Nobody talks about Love Actually without talking about Emma Thompson’s devastating portrayal of Karen, opening up her Christmas gift to find the necklace she was expecting to receive from her husband (having chanced upon it in his pocket a week before), was instead a Joni Mitchell CD. Utterly humiliated and heartbroken, she still has to hold herself together in front of her children. It’s Christmas Eve and they’re about to go to the kids’ school play, after all; she can’t fall apart, can’t confront her husband (Alan Rickman), can’t curl up in a ball until New Year’s. She hides her shock and outrage, excuses herself for a moment, and quietly loses it in her bedroom. It captures perfectly that gut punch feeling of betrayal, that suffocation that comes over you. And the movie follows it up with another perfect moment, when she does confront Harry after the concert, she says it’s not just him who’s the fool because he’s made a fool out of her as well, “and the life I lead look foolish too.” That’s the line that gets me, for it carries the full weight of infidelity, when everything you know about your life can be rendered false in an instant. A heavy moment, and yet it doesn’t darken the film. Simply perfect.

Then there’s Hugh Grant as the new Prime Minister. The mutual attraction between him and Natalie (Martine McCutcheon) is sparkling, and I really enjoy his confusion at everyone calling her chubby. He’s even steely and resolute with Billy Bob Thornton as the U.S. President. But when he starts dancing around to “Jump” by The Pointer Sisters, I can’t help but squeal with delight. If there’s anything more appealing than Hugh Grant being a dick, it’s Hugh Grant dancing badly. I am not kidding.

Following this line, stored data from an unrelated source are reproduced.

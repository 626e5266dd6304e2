use roaring::RoaringBitmap;
use serde::{Serialize, Deserialize};
use crate::core::types::Pre;

/// Postings of one value-index key
#[derive(Debug, Clone, Default, PartialEq, Serialize, Deserialize)]
pub struct Postings {
    #[serde(with = "bitmap")]
    pub pres: RoaringBitmap,   // records containing the key
    pub count: u64,            // total occurrences, >= pres.len()
}

impl Postings {
    /// Pre values in ascending order
    pub fn to_vec(&self) -> Vec<Pre> {
        self.pres.iter().collect()
    }
}

/// One full-text occurrence: record and word position inside it
#[derive(Debug, Clone, Copy, PartialEq, Eq, PartialOrd, Ord, Serialize, Deserialize)]
pub struct FtPosting {
    pub pre: Pre,
    pub position: u32,
}

mod bitmap {
    use roaring::RoaringBitmap;
    use serde::{Deserialize, Deserializer, Serialize, Serializer};

    pub fn serialize<S: Serializer>(bitmap: &RoaringBitmap, serializer: S) -> Result<S::Ok, S::Error> {
        let mut bytes = Vec::with_capacity(bitmap.serialized_size());
        bitmap
            .serialize_into(&mut bytes)
            .map_err(serde::ser::Error::custom)?;
        bytes.serialize(serializer)
    }

    pub fn deserialize<'de, D: Deserializer<'de>>(deserializer: D) -> Result<RoaringBitmap, D::Error> {
        let bytes = Vec::<u8>::deserialize(deserializer)?;
        RoaringBitmap::deserialize_from(&bytes[..]).map_err(serde::de::Error::custom)
    }
}
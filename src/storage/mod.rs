pub mod layout;
pub mod file_lock;
pub mod blocks;
pub mod records;
pub mod ancestry;
pub mod meta;
pub mod update;
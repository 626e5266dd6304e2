pub mod normalize;
pub mod stemmer;
pub mod stopword;
use std::collections::BTreeMap;
use serde::{Serialize, Deserialize};
use crate::core::types::Pre;
use crate::index::posting::Postings;
use crate::index::{Index, IndexType};

/// Value index over raw content bytes: text values, attribute values or
/// attribute tokens, depending on its type.
#[derive(Debug, Clone, PartialEq, Serialize, Deserialize)]
pub struct ValueIndex {
    index_type: IndexType,
    entries: BTreeMap<Vec<u8>, Postings>,
}

impl ValueIndex {
    pub fn new(index_type: IndexType) -> Self {
        ValueIndex {
            index_type,
            entries: BTreeMap::new(),
        }
    }

    pub fn postings(&self, key: &[u8]) -> Option<&Postings> {
        self.entries.get(key)
    }

    /// Records containing `key`; empty if the key is unknown
    pub fn pres(&self, key: &[u8]) -> Vec<Pre> {
        self.postings(key).map(Postings::to_vec).unwrap_or_default()
    }
}

impl Index for ValueIndex {
    type Key = [u8];

    fn index_type(&self) -> IndexType {
        self.index_type
    }

    fn init(&mut self) {
        self.entries.clear();
    }

    /// With `distinct`, repeated occurrences in the same record count once;
    /// otherwise every occurrence is counted.
    fn add(&mut self, pre: Pre, key: &[u8], _value: Option<&[u8]>, distinct: bool) {
        let postings = self.entries.entry(key.to_vec()).or_default();
        let fresh = postings.pres.insert(pre);
        if fresh || !distinct {
            postings.count += 1;
        }
    }

    fn len(&self) -> usize {
        self.entries.len()
    }
}

#[cfg(test)]
mod tests {
    use super::*;

    #[test]
    fn accumulates_occurrences() {
        let mut index = ValueIndex::new(IndexType::Token);
        index.add(2, b"red", None, false);
        index.add(2, b"red", None, false);
        index.add(7, b"red", None, false);

        let postings = index.postings(b"red").unwrap();
        assert_eq!(postings.to_vec(), vec![2, 7]);
        assert_eq!(postings.count, 3);
    }

    #[test]
    fn distinct_counts_records() {
        let mut index = ValueIndex::new(IndexType::Text);
        index.add(2, b"red", None, true);
        index.add(2, b"red", None, true);
        assert_eq!(index.postings(b"red").unwrap().count, 1);
    }

    #[test]
    fn unknown_key_has_no_pres() {
        let mut index = ValueIndex::new(IndexType::Attribute);
        index.add(1, b"10", None, false);
        assert_eq!(index.pres(b"10"), vec![1]);
        assert!(index.pres(b"50").is_empty());
    }
}
use std::time::Instant;
use tracing::debug;
use crate::core::error::{Error, ErrorKind, Result};
use crate::core::progress::Job;
use crate::core::types::{Kind, Pre};
use crate::index::filter::NameFilter;
use crate::index::fulltext::FullTextIndex;
use crate::index::value::ValueIndex;
use crate::index::{Built, Index, IndexType};
use crate::storage::meta::MetaData;
use crate::storage::records::RecordStore;

/// Records between two stop checks
const STOP_INTERVAL: usize = 4096;

/// Builds one selective index from scratch over the whole record store.
///
/// Configuration (name filter, full-text options, split size) is taken from
/// the metadata. With `interruptible`, the job's stop flag is honoured while
/// scanning.
pub fn build(
    index_type: IndexType,
    records: &RecordStore,
    meta: &MetaData,
    job: &Job,
    interruptible: bool,
) -> Result<Built> {
    let start = Instant::now();
    let filter = NameFilter::parse(meta.includes.get(index_type))?;
    job.start(records.size());

    let built = match index_type {
        IndexType::FullText => {
            let mut index = FullTextIndex::new(meta.fulltext.clone(), meta.split_size)?;
            scan(records, job, interruptible, |pre| {
                if records.kind(pre) == Kind::Text && filter.matches(owner_name(records, pre)) {
                    index.add(pre, records.text(pre), None, false);
                }
            })?;
            index.finish()?;
            debug!(terms = index.len(), splits = index.splits(), "full-text index built");
            Built::FullText(index)
        }
        IndexType::Text => {
            let mut index = ValueIndex::new(index_type);
            scan(records, job, interruptible, |pre| {
                if records.kind(pre) == Kind::Text && filter.matches(owner_name(records, pre)) {
                    index.add(pre, records.text(pre), None, false);
                }
            })?;
            Built::Values(index)
        }
        IndexType::Attribute => {
            let mut index = ValueIndex::new(index_type);
            scan(records, job, interruptible, |pre| {
                if records.kind(pre) == Kind::Attribute && filter.matches(records.name_str(pre)) {
                    index.add(pre, records.text(pre), None, false);
                }
            })?;
            Built::Values(index)
        }
        IndexType::Token => {
            let mut index = ValueIndex::new(index_type);
            scan(records, job, interruptible, |pre| {
                if records.kind(pre) == Kind::Attribute && filter.matches(records.name_str(pre)) {
                    for token in records.text(pre).split(u8::is_ascii_whitespace).filter(|t| !t.is_empty()) {
                        index.add(pre, token, None, false);
                    }
                }
            })?;
            Built::Values(index)
        }
        other => {
            return Err(Error::new(
                ErrorKind::UnsupportedIndex,
                format!("Index {} is maintained by optimize", other),
            ))
        }
    };

    job.advance(records.size());
    debug!(index = %index_type, elapsed = ?start.elapsed(), "index built");
    Ok(built)
}

fn scan<F: FnMut(Pre)>(records: &RecordStore, job: &Job, interruptible: bool, mut visit: F) -> Result<()> {
    for pos in 0..records.size() {
        if interruptible && pos % STOP_INTERVAL == 0 {
            job.check_stop()?;
        }
        visit(pos as Pre);
        job.advance(pos);
    }
    Ok(())
}

/// Name of the element owning a text record; empty under a document root
fn owner_name(records: &RecordStore, pre: Pre) -> &str {
    match records.parent(pre) {
        Some(parent) if records.kind(parent) == Kind::Element => records.name_str(parent),
        _ => "",
    }
}
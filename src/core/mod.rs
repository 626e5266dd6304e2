pub mod types;
pub mod config;
pub mod error;
pub mod progress;
pub mod store;
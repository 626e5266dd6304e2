#![allow(dead_code)]

use rand::rngs::StdRng;
use rand::{Rng, SeedableRng};
use treedex::storage::records::{RecordStore, RecordStoreBuilder};

/// `<a id="1">hello</a><b/>` under one document
pub fn sample_records() -> RecordStore {
    let mut b = RecordStoreBuilder::new();
    b.open_document().unwrap();
    b.open_element("a").unwrap();
    b.attribute("id", "1").unwrap();
    b.text("hello").unwrap();
    b.close().unwrap();
    b.open_element("b").unwrap();
    b.close().unwrap();
    b.close().unwrap();
    b.finish().unwrap()
}

/// A few documents with texts, attributes and comments
pub fn library_records() -> RecordStore {
    let mut b = RecordStoreBuilder::new();
    for (title, author, text) in [
        ("Trees", "ana lee", "Running through the trees"),
        ("Stacks", "bo", "A stack of running records"),
        ("Paths", "ana", "Paths lead to trees"),
    ] {
        b.open_document().unwrap();
        b.open_element("book").unwrap();
        b.attribute("author", author).unwrap();
        b.open_element("title").unwrap();
        b.text(title).unwrap();
        b.close().unwrap();
        b.comment("body follows").unwrap();
        b.open_element("body").unwrap();
        b.text(text).unwrap();
        b.close().unwrap();
        b.close().unwrap();
        b.close().unwrap();
    }
    b.finish().unwrap()
}

/// Random forest of documents; returns the table and the parent of every record
/// as recorded while building it.
pub fn random_records(seed: u64, docs: usize) -> (RecordStore, Vec<Option<u32>>) {
    let mut rng = StdRng::seed_from_u64(seed);
    let names = ["a", "b", "c", "item", "x:y"];
    let mut b = RecordStoreBuilder::new();

    for _ in 0..docs {
        b.open_document().unwrap();
        let mut depth = 0;
        let steps = rng.gen_range(0..60);
        for _ in 0..steps {
            match rng.gen_range(0..10) {
                0..=3 if depth < 12 => {
                    b.open_element(names[rng.gen_range(0..names.len())]).unwrap();
                    if rng.gen_bool(0.5) {
                        b.attribute(names[rng.gen_range(0..names.len())], "v w").unwrap();
                    }
                    depth += 1;
                }
                4..=5 if depth > 0 => {
                    b.close().unwrap();
                    depth -= 1;
                }
                6 => {
                    b.comment("c").unwrap();
                }
                7 => {
                    b.processing_instruction("pi").unwrap();
                }
                _ => {
                    b.text("some text").unwrap();
                }
            }
        }
        for _ in 0..depth {
            b.close().unwrap();
        }
        b.close().unwrap();
    }

    let parents = b.ground_truth().to_vec();
    (b.finish().unwrap(), parents)
}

My next favorite character is Colin Frissell (Kris Marshall), and I’m not kidding about that either. His entire scheme to go to Wisconsin to meet easy American girls and be the God of Sex he was always destined to be is hilarious and, in its fantasy-world way, kind of spot-on about how an ordinary guy somewhere can go somewhere completely different and become infinitely more interesting, almost on the strength of his accent alone. Okay, so if you do this you’re probably not going to meet January Jones and Elisha Cuthbert and Shannon Elizabeth and Denise Richards and Ivana Milicevic — all sexed up and ready to go since they’re “not the richest of girls” and have to sleep naked in a single bed — but it’s the hope fulfilled for Colin that makes it so great. And the best part? Screaming in Heathrow Airport, “and he’s got a big NOB,” (complete with hand gesture estimation of size).

And the pop-up live rendition of “All You Need Is Love” at the wedding of Juliet (Kiera Knightly) and Peter (Chiwetel Ejiofor) is splendid, but Juliet’s face as she realizes Peter’s best friend Mark (Andrew Lincoln) took video of only her, is surprised and flattered and also sad. And then Mark tears up and I just want to hug them both.

There’s also the porn stand-ins, played by Martin Freeman and Joanna Page, who spend all day in various states of undress, miming sex acts with each other, and yet they’re so timid and hesitant about feeling each other out on a personal level and eventually dating. It’s the cutest thing ever.

Or how Aurelia (Lucia Moniz) learns English for Jamie (Colin Firth) “just in cases.”

Or Bill Nighy as faded rock star Billy Mack, singing his crappy Christmas song, naked, on live TV, thrusting into his guitar.

Or stupid, stupid Sarah (Laura Linney) putting her brother in some assisted living center where he’s allowed to call her every hour of the day, as many times as he wants, and not allowing a moment to herself, especially when gorgeous, nearly-naked, understanding, patient and totally, uncomprehendingly into her Karl (Rodrigo Santoro) is right there in her bed begging her not to answer.

Or Daniel (Liam Neeson) bumping into Carol (Claudia Schiffer) and getting all tongue-tied because she looks just like Claudia Schiffer.

Or the jewelry store clerk (Rowan Atkinson) distracting an airport gate attendant so Sam (Thomas Brodie-Sangster) runs to tell Joanna (Olivia Olson) how he feels about her.

Or Joanna’s perfect rendition of “All I Want For Christmas Is You.”

Love Actually is a delightful movie that warms my heart and makes me feel good, and it has so many great moments to savor. It makes me deliriously happy. I honestly can’t think of a single reason not to love it to pieces.